Published on December 12th, 2012 | by Liam Dean3
A love for dystopia
What is it exactly that draws developers towards the idea of dystopian societies when they’re designing a game? When you really think about it, there is a remarkable number of game franchises that rely on this idea in some form or another. Whether it’s the zombie fuelled mayhem of games like Resident Evil, Dead Rising or Zombie U, or the bleak science fiction futures of Bioshock, Binary Domain or Deus Ex: Human Revolution, we’ve really got a thing for them. Even games like the seminal PC classic Half Life 2 thrive on the idea of things going wrong for us as a species. Is it just our grim dispositions as gamers that make such settings entertaining for us, or is there something more to it?
For a long time, people have had a macabre fascination with what could happen to us in the future. Society itself is a bit like a tower of playing cards. If there is a weak link in there somewhere, then it could conceivably result in the whole deck falling to pieces. All of our moral and social etiquettes could be abandoned, forcing us to resort to our baser instincts in order to survive.
In this weakened state, who knows what sort of terrifying regime could rise to take control of us? Would they offer us some sort of utopian ideal that we would embrace out of fear? What sort of catalyst would be needed in order for such a collapse to take place: A war? An epidemic? A console generation that outstayed its welcome? I don’t know for sure, but I do know that it would be kickass if it involved shot-gunning zombies or killer robots in the face.
Okay, perhaps there is a certain amount of juvenility to dystopian societies in video games, but peoples’ penchants for all things apocalyptic actually have a far more extensive history in literature and film. George Orwell’s classic novel Nineteen Eighty-Four is one of the most widely known examples of this. His bleak satirical vision of a totalitarian future in which the government terrorises its citizens to gain control over them has become an iconic work of fiction. So too has Aldous Huxley’s Brave New World. It is a different side of the same coin in which the government seeks to control the masses through genetic engineering and regular drug doses.
We cannot reasonably expect games to have such deep running social commentaries – I mean, come on, they’re games! – but a few have managed to use similar techniques to films such as Twelve Monkeys, Blade Runner and Gattaca to depict crumbling cities, advanced technology and oppressive regimes functioning within the same world. This imagery captures our imaginations because it depicts environments that are drastically different to our own, but are still recognisable. What makes them so engaging though is that they offer a new set of social rules that lend themselves very well to video games.
Dishonored is an excellent recent example of a game that had a dystopian world which was essentially a playground for the gamer. Like Bioshock before it, we didn’t need to be explicitly told what was wrong with the bleak industrial steampunk world of Dunwall in a lengthy social commentary. Instead, we were drip fed information as we adventured around. Before long, it became apparent that the city was hanging by a thread because of its warring political factions vying for control, its stark contrast between rich and poor and the plague that was eating away at it from the inside. Without realising it, we had been given about as much information as a film or small novella would give us, but we had been able to make our own choices within the constraints of the fiction’s morality system.

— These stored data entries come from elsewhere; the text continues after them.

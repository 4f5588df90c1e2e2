use std::time::Duration;

use reqwest::blocking::Client;

use crate::domain::ArchiveId;
use crate::error::HarvestError;
use crate::http::{BodyError, build_client, read_body};

pub trait ArchiveClient: Send + Sync {
    fn fetch_metadata(&self, id: &ArchiveId) -> Result<Vec<u8>, HarvestError>;
    fn download_file(&self, id: &ArchiveId, file_name: &str) -> Result<Vec<u8>, HarvestError>;
}

#[derive(Clone)]
pub struct ArchiveHttpClient {
    client: Client,
}

impl ArchiveHttpClient {
    pub fn new(timeout: Option<Duration>) -> Result<Self, HarvestError> {
        let client = build_client(timeout).map_err(HarvestError::ArchiveHttp)?;
        Ok(Self { client })
    }

    fn get(&self, url: &str) -> Result<Vec<u8>, HarvestError> {
        let response = self
            .client
            .get(url)
            .send()
            .map_err(|err| HarvestError::ArchiveHttp(err.to_string()))?;
        read_body(response).map_err(|err| match err {
            BodyError::Status { status, message } => {
                HarvestError::ArchiveStatus { status, message }
            }
            BodyError::Transport(message) => HarvestError::ArchiveHttp(message),
        })
    }
}

impl ArchiveClient for ArchiveHttpClient {
    fn fetch_metadata(&self, id: &ArchiveId) -> Result<Vec<u8>, HarvestError> {
        self.get(&id.metadata_url())
    }

    fn download_file(&self, id: &ArchiveId, file_name: &str) -> Result<Vec<u8>, HarvestError> {
        self.get(&id.download_url(file_name))
    }
}

/// Retrieves the metadata document for one record, downgrading remote
/// failures to an absent body.
pub struct MetadataFetcher<'a, A: ArchiveClient> {
    client: &'a A,
}

impl<'a, A: ArchiveClient> MetadataFetcher<'a, A> {
    pub fn new(client: &'a A) -> Self {
        Self { client }
    }

    /// Local errors from a client are still propagated.
    pub fn fetch(&self, id: &ArchiveId) -> Result<Option<Vec<u8>>, HarvestError> {
        match self.client.fetch_metadata(id) {
            Ok(body) => Ok(Some(body)),
            Err(err) if !err.is_fatal() => {
                tracing::warn!(archive_id = %id, error = %err, "metadata request failed");
                Ok(None)
            }
            Err(err) => Err(err),
        }
    }
}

All of this was incredibly fun, but these choices felt quite arbitrary when looking at the story as a whole. Sure, the ending changed based on the amount of people the gamer killed, but Dishonored is essentially just an incredibly fun bastard simulator set against an engaging dystopian narrative. It is more about the different methods you can employ to assassinate a target than character development. In order for the decisions made in a game world to really feel like they are intrinsic to the experience, they really need to affect the course of the story.

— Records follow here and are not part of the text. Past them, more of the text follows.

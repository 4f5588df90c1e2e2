//! Turns an archive metadata document into the list of artifacts to fetch.

use std::collections::HashSet;

use serde::Deserialize;

use crate::domain::{ArchiveId, ArtifactDescriptor};
use crate::error::HarvestError;

/// Archive text fields are sometimes a single string, sometimes a list.
#[derive(Debug, Clone, PartialEq, Eq, Deserialize)]
#[serde(untagged)]
pub enum TextField {
    Single(String),
    Many(Vec<String>),
}

impl Default for TextField {
    fn default() -> Self {
        TextField::Single(String::new())
    }
}

impl TextField {
    pub fn joined(&self) -> String {
        match self {
            TextField::Single(value) => value.clone(),
            TextField::Many(values) => values.join("; "),
        }
    }
}

#[derive(Debug, Clone, PartialEq, Eq, Deserialize)]
pub struct ItemMetadata {
    #[serde(default)]
    pub creator: TextField,
    #[serde(default)]
    pub description: TextField,
    #[serde(default)]
    pub date: TextField,
}

#[derive(Debug, Clone, PartialEq, Eq, Deserialize)]
pub struct FileEntry {
    #[serde(default)]
    pub name: String,
    #[serde(default)]
    pub format: Option<String>,
}

#[derive(Debug, Clone, PartialEq, Eq, Deserialize)]
pub struct MetadataDocument {
    pub metadata: ItemMetadata,
    pub files: Vec<FileEntry>,
}

impl MetadataDocument {
    pub fn parse(body: &[u8]) -> Result<Self, HarvestError> {
        serde_json::from_slice(body)
            .map_err(|err| HarvestError::MetadataUnavailable(err.to_string()))
    }
}

pub struct DataSourceResolver<'a> {
    accepted_formats: &'a [String],
    catalog_file_name: &'a str,
    metadata_file_name: &'a str,
}

impl<'a> DataSourceResolver<'a> {
    pub fn new(
        accepted_formats: &'a [String],
        catalog_file_name: &'a str,
        metadata_file_name: &'a str,
    ) -> Self {
        Self {
            accepted_formats,
            catalog_file_name,
            metadata_file_name,
        }
    }

    /// Names the harvester writes itself must not be replaced by archive files.
    fn is_reserved(&self, name: &str) -> bool {
        name == self.catalog_file_name || name == self.metadata_file_name
    }

    /// Archive files in document order, then the catalog record last.
    pub fn resolve(
        &self,
        archive_id: &ArchiveId,
        accession: &str,
        document: &MetadataDocument,
    ) -> Vec<ArtifactDescriptor> {
        let mut seen = HashSet::new();
        let mut artifacts = Vec::new();
        for file in &document.files {
            let accepted = file
                .format
                .as_deref()
                .map(|format| self.accepted_formats.iter().any(|allowed| allowed == format))
                .unwrap_or(false);
            if !accepted {
                continue;
            }
            if file.name.is_empty() {
                tracing::warn!(archive_id = %archive_id, "accepted file entry has no name");
                continue;
            }
            if self.is_reserved(&file.name) || !seen.insert(file.name.as_str()) {
                tracing::warn!(
                    archive_id = %archive_id,
                    file = %file.name,
                    "file name already taken, skipping entry"
                );
                continue;
            }
            artifacts.push(ArtifactDescriptor::archive_file(
                file.name.clone(),
                accession,
                archive_id,
            ));
        }
        artifacts.push(ArtifactDescriptor::bibliographic_record(
            self.catalog_file_name,
            accession,
        ));
        artifacts
    }
}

The Walking Dead certainly achieved this remarkably well. Between its dialogue heavy design and interesting moral choices, it actually made me feel as if I had been on an epic journey and that my actions had resulted in a tangible outcome. The fact that it was set against a dystopian world full of zombies certainly helped spice up those moral choices too. It would have felt much less engaging, for example, if Lee was simply trying to arrange a fishing trip with his comrades. He still would have needed to travel towards the coast and find a boat, but securing gas and supplies within the safety and tedium of normal society would have made the game a mind numbing ball ache. And at the end of the day, who wants to play that?
The fact is that the idea of dystopia is just plain fun. Sometimes it can involve intricately crafted and rich environments like Bioshock or Deus Ex, and sometimes it can simply involve decapitating undead foes like in Left 4 Dead or Day Z. One of them isn’t necessarily better than the other just because it’s closer to the experience of reading a novel. There are many ways for the romantic idea of the world falling down around our ears to entertain us. Perhaps we haven’t found all of those different ways just yet. All I know is that the imaginative use of a dystopian environment can go a long way towards satisfying the pessimistic science fiction junkies in all of us. Unless of course the environment is MotorStorm: Apocalypse. That game was just plain lazy.